EXTRACTED INFORMATION =>
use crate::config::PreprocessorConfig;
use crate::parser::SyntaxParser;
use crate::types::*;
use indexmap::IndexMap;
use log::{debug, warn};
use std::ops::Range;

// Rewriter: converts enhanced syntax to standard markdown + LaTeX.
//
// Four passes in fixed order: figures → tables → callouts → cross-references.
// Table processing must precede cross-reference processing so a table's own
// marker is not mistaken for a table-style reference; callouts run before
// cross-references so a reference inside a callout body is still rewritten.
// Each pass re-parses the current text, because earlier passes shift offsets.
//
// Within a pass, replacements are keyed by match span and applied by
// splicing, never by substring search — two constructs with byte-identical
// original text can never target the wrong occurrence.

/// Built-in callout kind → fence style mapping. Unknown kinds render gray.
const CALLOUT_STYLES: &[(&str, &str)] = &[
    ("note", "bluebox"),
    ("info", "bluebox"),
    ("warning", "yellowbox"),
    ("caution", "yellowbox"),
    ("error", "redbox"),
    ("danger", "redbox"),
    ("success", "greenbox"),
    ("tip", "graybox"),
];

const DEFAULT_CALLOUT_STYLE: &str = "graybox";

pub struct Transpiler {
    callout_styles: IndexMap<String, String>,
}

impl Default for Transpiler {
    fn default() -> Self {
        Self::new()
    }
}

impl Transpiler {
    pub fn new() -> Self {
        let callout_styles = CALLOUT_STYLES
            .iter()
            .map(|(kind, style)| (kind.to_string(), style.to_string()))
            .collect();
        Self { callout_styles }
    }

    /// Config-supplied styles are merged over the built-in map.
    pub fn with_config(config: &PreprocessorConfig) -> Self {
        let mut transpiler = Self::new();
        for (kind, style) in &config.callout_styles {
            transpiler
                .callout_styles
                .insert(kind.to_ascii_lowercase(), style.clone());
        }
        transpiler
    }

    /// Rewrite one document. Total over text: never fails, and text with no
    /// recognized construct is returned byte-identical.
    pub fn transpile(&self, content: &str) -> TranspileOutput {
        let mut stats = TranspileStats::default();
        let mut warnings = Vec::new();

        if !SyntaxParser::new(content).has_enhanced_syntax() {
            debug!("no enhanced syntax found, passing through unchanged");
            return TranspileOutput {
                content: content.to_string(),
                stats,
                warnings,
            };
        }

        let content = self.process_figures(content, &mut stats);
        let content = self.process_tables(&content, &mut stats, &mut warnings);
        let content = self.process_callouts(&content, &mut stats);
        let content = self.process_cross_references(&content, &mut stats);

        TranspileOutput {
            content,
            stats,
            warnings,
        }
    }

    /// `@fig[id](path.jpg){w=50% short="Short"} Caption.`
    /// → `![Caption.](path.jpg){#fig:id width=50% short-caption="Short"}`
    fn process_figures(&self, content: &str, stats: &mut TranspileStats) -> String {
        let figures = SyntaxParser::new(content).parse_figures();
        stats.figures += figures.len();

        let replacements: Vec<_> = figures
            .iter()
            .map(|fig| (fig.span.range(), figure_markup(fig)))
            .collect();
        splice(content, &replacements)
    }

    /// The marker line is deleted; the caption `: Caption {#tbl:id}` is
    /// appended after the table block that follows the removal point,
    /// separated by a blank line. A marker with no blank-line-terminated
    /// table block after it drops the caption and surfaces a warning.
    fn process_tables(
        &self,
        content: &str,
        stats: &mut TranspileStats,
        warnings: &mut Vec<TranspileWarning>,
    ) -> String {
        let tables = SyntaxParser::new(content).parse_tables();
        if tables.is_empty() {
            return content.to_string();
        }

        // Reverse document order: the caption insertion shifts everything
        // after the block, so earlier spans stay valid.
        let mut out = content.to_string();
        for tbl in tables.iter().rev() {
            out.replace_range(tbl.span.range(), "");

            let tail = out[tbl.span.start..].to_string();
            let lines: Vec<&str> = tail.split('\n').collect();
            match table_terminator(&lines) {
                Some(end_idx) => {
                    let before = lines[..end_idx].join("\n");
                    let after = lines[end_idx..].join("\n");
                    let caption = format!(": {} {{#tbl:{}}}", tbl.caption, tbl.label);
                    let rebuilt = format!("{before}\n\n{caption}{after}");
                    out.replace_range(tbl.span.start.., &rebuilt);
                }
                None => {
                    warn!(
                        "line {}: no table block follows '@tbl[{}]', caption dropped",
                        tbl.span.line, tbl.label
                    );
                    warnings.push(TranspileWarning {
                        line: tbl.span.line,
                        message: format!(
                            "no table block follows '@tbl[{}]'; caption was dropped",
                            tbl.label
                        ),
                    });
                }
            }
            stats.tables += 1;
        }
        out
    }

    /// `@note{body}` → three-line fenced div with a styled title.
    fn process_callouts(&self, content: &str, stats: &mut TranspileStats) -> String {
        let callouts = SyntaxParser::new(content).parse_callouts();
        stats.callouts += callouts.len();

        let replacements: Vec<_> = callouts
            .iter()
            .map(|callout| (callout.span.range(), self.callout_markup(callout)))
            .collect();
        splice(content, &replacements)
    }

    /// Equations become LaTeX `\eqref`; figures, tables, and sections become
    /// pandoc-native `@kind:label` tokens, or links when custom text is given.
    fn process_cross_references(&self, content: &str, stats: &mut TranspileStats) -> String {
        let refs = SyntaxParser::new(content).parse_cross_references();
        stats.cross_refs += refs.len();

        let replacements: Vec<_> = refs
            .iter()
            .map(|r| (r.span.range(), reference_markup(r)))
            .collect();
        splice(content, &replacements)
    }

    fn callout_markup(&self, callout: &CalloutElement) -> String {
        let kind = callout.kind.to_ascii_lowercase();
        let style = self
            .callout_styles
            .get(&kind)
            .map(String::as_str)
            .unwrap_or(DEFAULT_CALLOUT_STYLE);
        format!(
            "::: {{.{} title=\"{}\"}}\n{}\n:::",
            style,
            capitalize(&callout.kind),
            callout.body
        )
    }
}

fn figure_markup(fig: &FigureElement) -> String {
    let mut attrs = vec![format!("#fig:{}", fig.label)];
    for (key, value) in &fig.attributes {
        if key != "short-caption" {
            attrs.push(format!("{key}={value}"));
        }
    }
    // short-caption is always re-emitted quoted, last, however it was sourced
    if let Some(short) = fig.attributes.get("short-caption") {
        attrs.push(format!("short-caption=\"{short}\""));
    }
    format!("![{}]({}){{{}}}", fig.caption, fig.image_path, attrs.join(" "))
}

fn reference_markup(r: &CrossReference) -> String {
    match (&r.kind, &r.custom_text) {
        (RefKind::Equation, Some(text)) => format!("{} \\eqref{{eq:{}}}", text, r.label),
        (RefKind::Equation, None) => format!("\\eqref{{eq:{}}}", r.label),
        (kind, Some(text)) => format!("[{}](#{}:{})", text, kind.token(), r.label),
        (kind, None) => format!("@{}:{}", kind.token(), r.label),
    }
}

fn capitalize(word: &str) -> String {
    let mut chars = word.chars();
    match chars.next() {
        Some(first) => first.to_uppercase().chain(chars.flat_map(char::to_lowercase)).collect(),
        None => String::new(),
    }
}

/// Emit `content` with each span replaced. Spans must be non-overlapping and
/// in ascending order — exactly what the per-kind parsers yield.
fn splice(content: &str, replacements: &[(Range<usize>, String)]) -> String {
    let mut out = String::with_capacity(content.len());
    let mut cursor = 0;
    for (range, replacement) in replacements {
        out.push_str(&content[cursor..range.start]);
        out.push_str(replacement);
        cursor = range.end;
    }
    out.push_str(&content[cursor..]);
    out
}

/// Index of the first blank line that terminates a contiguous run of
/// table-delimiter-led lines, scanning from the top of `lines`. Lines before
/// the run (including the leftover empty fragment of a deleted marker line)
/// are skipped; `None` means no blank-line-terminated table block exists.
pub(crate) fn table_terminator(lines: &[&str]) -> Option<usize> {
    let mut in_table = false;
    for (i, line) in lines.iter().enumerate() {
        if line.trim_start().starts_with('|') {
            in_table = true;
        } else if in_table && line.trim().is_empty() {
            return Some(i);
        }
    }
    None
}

...

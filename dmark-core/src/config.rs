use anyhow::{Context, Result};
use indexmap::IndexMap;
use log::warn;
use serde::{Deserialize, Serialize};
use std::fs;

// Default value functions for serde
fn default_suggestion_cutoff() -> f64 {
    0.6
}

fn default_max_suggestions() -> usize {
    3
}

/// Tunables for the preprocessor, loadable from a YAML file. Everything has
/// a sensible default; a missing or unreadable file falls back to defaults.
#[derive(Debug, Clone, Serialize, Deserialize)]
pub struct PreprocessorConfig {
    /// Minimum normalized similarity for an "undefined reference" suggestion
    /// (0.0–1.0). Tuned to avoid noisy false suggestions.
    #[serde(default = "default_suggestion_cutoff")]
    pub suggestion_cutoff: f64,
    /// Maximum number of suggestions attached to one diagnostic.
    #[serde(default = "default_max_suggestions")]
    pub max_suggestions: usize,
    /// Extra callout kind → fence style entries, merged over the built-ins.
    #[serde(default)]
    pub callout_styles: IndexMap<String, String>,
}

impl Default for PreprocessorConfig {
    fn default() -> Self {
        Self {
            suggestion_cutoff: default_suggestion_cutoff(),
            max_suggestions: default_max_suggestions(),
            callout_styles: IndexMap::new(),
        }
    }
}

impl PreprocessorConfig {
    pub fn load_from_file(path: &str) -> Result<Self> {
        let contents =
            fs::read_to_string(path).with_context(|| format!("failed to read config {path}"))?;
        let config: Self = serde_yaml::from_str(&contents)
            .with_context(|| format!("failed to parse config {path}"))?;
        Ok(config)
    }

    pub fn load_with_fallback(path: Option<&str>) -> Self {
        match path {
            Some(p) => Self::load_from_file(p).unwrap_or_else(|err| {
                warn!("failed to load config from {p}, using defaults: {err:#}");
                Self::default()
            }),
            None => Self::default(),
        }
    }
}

* * *

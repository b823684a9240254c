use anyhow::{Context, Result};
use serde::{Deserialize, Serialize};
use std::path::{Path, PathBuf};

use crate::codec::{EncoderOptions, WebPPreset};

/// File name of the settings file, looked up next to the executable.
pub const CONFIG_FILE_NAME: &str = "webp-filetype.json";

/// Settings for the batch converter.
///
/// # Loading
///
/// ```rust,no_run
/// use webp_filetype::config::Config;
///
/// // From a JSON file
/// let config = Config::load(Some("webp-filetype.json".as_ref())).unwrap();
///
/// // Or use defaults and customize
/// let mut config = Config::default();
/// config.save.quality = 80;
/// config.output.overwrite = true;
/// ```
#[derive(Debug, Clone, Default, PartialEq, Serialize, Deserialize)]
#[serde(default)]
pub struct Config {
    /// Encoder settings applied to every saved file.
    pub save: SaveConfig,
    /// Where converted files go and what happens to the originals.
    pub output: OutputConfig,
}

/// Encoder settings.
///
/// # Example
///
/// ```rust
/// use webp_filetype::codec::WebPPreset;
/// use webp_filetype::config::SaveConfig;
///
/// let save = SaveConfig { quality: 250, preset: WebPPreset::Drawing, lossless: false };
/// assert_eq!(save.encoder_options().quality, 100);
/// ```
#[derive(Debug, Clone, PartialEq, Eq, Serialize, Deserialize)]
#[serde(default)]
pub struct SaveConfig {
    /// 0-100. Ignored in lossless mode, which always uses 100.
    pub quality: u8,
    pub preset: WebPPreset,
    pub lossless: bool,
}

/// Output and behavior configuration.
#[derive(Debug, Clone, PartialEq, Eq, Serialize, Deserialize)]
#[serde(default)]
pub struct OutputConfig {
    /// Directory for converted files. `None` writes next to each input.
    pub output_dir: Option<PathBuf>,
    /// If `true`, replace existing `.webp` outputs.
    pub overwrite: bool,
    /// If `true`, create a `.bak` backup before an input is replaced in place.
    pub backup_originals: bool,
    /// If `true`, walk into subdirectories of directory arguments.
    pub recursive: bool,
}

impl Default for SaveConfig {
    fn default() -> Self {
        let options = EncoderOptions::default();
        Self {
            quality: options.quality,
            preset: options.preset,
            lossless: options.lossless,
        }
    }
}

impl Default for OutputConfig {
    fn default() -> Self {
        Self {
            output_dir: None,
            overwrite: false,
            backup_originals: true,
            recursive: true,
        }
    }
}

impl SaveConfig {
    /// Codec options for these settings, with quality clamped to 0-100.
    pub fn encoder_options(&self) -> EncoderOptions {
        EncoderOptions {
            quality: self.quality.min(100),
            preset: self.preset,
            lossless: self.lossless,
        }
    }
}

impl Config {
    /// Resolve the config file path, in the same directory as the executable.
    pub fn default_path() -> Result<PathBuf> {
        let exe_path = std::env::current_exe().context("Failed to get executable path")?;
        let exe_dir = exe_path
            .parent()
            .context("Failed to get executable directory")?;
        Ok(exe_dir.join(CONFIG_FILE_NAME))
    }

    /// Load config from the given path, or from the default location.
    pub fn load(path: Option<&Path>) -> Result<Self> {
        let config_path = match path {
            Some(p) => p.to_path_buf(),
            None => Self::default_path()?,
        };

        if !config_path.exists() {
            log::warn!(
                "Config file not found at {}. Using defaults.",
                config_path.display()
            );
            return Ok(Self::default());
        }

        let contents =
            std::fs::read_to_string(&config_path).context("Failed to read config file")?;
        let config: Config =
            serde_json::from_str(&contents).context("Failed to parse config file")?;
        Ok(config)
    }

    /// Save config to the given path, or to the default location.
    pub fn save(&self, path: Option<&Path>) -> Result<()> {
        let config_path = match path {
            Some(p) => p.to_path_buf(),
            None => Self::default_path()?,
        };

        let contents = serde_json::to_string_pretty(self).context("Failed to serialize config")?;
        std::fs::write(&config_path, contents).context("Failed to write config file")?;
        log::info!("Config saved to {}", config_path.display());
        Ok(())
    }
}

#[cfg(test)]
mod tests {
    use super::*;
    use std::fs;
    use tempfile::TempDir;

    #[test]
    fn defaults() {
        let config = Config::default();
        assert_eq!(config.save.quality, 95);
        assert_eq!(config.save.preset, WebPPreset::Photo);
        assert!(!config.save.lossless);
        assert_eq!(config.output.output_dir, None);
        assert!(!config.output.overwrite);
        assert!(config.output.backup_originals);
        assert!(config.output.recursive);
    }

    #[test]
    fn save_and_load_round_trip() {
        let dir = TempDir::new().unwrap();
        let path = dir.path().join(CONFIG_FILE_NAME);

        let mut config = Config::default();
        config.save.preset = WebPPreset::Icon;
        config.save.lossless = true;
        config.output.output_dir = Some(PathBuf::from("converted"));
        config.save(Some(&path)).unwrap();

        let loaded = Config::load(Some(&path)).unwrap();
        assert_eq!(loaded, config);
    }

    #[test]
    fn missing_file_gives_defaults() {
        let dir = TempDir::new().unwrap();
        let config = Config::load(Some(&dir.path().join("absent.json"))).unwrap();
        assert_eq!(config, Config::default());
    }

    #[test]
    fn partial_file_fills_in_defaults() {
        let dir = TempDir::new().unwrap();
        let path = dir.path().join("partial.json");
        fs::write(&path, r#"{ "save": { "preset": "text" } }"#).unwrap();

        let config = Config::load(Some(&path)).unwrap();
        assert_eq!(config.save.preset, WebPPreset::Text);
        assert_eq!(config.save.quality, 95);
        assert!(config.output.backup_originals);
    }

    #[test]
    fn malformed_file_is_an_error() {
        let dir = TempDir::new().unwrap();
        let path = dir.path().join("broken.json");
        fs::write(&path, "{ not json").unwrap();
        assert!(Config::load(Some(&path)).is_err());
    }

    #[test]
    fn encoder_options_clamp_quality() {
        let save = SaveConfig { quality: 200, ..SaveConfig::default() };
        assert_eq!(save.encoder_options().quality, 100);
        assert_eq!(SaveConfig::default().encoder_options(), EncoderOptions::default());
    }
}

WORK ORDER =>
Your answer should be the lines of the listing above between the line holding "#[cfg(test)]" and the line holding "let path = dir.path().join(CONFIG_FILE_NAME);", inclusive, restated word for word and alone.

SOLUTION =>
#[cfg(test)]
mod tests {
    use super::*;
    use std::fs;
    use tempfile::TempDir;

    #[test]
    fn defaults() {
        let config = Config::default();
        assert_eq!(config.save.quality, 95);
        assert_eq!(config.save.preset, WebPPreset::Photo);
        assert!(!config.save.lossless);
        assert_eq!(config.output.output_dir, None);
        assert!(!config.output.overwrite);
        assert!(config.output.backup_originals);
        assert!(config.output.recursive);
    }

    #[test]
    fn save_and_load_round_trip() {
        let dir = TempDir::new().unwrap();
        let path = dir.path().join(CONFIG_FILE_NAME);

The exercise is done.